ANNAPOLIS, Md. (AP) -- Insiders at this week's Mideast summit in Annapolis say the fragile peace process was in danger of collapsing until the arrival of an uninvited guest.
Ayatollah Mugsy, a Texas canine cleric, was credited with restarting the talks and ushering in a new era of hope that the six-decade conflict between the Israelis and Palestinians can be resolved.
The White House sent summit invitations to dozens of countries, but officials at the ayatollah's Pug Life Ministries said that Pugistan -- Mugsy's disputed territory in the American Southwest -- was not among them. Some White House aides, speaking on condition of anonymity, said they were appalled by the lack of respect shown toward the ayatollah, leader of the world's largest interfaith, interspecies ministry.
"We invited the international dregs of society, but not the glorious nation of Pugistan," said one senior White House staffer. "What's up with that?"

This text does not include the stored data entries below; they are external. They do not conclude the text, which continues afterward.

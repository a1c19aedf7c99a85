//! Structured logging setup.
//!
//! Initializes a global `tracing` subscriber emitting newline-delimited
//! JSON, filterable via `RUST_LOG`. Call [`init`] once, early in `main`.

use std::sync::Once;
use tracing_subscriber::{fmt, EnvFilter};

static INIT: Once = Once::new();

/// Initialize the global tracing subscriber.
///
/// Safe to call more than once; only the first call takes effect.
pub fn init() {
    INIT.call_once(|| {
        let filter = EnvFilter::try_from_default_env().unwrap_or_else(|_| EnvFilter::new("info"));
        fmt()
            .json()
            .with_env_filter(filter)
            .with_target(true)
            .with_current_span(false)
            .init();
    });
}

/// A stable identifier for this host, used to tag diagnostic events and
/// logs when the embedding process doesn't supply its own.
pub fn host_id() -> String {
    hostname_fallback()
}

fn hostname_fallback() -> String {
    std::env::var("HOSTNAME")
        .ok()
        .or_else(|| {
            std::env::var("COMPUTERNAME").ok()
        })
        .unwrap_or_else(|| "unknown-host".to_string())
}

#[cfg(test)]
mod tests {
    use super::*;

    #[test]
    fn host_id_never_empty() {
        assert!(!host_id().is_empty());
    }

    #[test]
    fn init_is_idempotent() {
        init();
        init();
    }
}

Despite the apparent snub, Ayatollah Mugsy arrived just as the talks appearing to be breaking down, with name-calling and hair-pulling rampant in the summit hall. Observers said the ayatollah calmly righted the ship and began to build a tenuous trust among the disparate parties.
"He said to them, 'The human ways have failed you time and time again,'" said one U.N. observer, who wished to remain anonymous. "Then he led them through some time-honored canine getting-to-know-each-other exercises. Basic stuff, but it really seemed to work."
Ayatollah Mugsy could not be reached for comment.